[Assigned task] The answer must be every line from the entries below that includes "projected".

[Supplied information]

☆ ☆ ☆

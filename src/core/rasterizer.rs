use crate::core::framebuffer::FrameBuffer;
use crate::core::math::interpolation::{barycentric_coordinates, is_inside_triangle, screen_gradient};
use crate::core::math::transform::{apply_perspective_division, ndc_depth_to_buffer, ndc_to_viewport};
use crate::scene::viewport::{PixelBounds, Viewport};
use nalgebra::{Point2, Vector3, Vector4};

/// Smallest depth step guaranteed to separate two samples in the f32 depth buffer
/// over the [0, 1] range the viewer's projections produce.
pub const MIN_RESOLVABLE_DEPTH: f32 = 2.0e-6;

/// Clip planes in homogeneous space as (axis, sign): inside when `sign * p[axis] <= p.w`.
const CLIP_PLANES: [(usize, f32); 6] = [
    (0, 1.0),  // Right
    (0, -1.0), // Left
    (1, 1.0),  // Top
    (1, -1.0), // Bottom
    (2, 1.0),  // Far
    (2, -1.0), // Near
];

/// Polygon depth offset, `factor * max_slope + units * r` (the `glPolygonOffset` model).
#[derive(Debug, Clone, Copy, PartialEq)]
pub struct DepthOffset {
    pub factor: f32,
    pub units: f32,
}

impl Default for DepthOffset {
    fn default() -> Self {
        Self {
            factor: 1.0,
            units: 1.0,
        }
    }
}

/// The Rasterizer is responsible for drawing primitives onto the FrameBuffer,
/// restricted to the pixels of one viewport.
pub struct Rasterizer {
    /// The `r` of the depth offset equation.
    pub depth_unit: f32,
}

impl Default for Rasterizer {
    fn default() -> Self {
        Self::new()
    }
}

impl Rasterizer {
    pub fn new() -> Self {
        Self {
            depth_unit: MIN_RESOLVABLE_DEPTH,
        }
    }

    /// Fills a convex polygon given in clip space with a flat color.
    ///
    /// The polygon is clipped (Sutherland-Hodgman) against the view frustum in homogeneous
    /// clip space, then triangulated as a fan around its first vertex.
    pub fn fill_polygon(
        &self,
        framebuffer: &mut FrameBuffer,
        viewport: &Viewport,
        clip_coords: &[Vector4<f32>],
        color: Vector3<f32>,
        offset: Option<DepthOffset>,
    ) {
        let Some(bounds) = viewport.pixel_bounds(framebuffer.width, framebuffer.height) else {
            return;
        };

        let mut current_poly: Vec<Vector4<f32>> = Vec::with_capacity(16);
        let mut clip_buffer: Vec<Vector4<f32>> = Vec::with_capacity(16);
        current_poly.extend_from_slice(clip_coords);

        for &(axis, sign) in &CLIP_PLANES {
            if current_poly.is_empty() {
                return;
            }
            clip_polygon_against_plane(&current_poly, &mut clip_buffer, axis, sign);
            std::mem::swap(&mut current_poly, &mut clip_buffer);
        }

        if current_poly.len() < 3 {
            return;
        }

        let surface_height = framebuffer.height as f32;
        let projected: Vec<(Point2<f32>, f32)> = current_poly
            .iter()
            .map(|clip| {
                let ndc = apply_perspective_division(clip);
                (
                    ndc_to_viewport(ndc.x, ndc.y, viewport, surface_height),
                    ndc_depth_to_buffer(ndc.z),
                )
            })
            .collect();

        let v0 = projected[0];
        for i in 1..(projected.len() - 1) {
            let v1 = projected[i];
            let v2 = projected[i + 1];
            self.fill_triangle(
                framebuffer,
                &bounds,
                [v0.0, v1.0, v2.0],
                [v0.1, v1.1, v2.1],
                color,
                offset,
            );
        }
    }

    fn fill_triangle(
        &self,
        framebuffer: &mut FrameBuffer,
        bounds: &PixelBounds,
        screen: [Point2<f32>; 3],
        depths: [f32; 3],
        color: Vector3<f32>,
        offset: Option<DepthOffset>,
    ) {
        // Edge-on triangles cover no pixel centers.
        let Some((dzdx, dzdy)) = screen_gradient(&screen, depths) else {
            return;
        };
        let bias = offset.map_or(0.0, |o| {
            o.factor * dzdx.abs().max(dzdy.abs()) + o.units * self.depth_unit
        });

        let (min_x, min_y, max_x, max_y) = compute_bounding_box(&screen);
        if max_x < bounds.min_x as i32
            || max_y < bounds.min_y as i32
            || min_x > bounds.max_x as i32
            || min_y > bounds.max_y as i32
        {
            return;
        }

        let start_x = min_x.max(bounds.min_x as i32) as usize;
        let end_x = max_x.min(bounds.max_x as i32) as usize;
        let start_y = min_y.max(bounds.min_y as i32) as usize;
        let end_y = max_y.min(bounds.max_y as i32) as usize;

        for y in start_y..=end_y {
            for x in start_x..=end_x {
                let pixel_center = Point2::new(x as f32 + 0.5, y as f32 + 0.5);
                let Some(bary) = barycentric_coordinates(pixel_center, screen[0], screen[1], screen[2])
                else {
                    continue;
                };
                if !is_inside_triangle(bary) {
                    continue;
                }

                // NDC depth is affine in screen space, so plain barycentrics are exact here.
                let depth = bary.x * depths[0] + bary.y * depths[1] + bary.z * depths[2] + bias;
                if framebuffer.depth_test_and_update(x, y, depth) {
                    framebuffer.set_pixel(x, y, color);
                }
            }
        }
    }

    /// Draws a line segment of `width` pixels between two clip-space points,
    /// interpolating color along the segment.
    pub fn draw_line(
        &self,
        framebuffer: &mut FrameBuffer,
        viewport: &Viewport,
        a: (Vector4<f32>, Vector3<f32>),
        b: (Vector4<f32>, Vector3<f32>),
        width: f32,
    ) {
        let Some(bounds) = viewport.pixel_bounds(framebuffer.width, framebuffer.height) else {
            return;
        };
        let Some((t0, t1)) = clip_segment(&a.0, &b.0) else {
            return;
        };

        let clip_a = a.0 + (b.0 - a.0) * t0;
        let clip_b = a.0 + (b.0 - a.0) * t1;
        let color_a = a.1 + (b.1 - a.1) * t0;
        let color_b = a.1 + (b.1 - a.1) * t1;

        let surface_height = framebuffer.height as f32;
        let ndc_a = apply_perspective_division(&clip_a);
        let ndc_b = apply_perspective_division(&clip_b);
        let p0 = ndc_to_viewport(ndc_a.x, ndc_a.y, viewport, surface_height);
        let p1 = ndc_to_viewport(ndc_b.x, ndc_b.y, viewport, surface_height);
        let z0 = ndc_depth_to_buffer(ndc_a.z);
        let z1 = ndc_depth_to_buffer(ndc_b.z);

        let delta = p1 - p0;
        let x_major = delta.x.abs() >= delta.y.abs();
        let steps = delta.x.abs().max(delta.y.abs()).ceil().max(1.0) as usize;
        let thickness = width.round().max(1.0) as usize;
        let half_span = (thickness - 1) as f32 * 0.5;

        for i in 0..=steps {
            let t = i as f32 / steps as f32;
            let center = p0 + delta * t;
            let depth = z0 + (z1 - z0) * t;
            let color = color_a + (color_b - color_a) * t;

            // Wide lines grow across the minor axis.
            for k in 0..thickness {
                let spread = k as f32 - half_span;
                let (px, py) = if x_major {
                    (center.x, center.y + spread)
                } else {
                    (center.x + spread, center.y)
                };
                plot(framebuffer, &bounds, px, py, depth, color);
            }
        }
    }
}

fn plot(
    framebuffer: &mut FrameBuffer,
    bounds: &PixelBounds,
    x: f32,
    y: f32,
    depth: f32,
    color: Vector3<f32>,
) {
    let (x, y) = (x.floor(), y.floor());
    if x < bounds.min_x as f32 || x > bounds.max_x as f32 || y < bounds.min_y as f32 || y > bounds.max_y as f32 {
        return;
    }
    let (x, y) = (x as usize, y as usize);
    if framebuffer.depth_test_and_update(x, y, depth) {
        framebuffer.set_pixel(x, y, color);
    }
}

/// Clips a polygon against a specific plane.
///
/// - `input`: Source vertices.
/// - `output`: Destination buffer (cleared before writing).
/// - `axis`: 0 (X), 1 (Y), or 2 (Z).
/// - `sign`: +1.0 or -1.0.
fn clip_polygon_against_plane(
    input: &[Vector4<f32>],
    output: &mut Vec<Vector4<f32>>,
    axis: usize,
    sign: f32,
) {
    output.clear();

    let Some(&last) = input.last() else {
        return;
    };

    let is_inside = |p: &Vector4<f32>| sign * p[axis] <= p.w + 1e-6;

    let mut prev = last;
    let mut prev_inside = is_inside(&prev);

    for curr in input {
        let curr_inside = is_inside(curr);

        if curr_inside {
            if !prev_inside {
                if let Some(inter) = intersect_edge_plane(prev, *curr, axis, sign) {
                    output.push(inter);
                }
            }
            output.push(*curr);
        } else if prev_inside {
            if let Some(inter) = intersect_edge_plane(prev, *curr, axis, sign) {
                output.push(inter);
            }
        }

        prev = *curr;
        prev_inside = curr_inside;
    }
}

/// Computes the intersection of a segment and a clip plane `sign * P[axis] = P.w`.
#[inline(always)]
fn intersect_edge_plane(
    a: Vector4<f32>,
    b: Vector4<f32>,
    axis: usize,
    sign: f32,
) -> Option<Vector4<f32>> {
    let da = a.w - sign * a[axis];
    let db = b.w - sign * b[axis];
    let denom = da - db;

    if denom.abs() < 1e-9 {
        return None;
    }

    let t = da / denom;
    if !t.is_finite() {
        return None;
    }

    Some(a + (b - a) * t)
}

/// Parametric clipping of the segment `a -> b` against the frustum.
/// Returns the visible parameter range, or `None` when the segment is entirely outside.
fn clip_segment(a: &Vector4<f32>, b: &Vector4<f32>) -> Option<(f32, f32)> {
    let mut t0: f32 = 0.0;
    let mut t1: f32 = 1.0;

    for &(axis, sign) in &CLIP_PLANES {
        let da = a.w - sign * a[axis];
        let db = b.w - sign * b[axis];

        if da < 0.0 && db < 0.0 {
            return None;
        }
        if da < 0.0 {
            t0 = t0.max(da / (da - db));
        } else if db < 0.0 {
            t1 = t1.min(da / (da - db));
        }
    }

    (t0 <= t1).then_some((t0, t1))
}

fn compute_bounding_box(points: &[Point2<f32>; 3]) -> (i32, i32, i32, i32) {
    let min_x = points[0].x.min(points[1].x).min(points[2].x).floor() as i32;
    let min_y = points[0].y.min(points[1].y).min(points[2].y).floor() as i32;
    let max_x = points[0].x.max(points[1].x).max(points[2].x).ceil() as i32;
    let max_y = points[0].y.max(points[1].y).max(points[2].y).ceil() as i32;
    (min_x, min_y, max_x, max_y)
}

☆ ☆ ☆

[Problem solution]
        let projected: Vec<(Point2<f32>, f32)> = current_poly
        let v0 = projected[0];
        for i in 1..(projected.len() - 1) {
            let v1 = projected[i];
            let v2 = projected[i + 1];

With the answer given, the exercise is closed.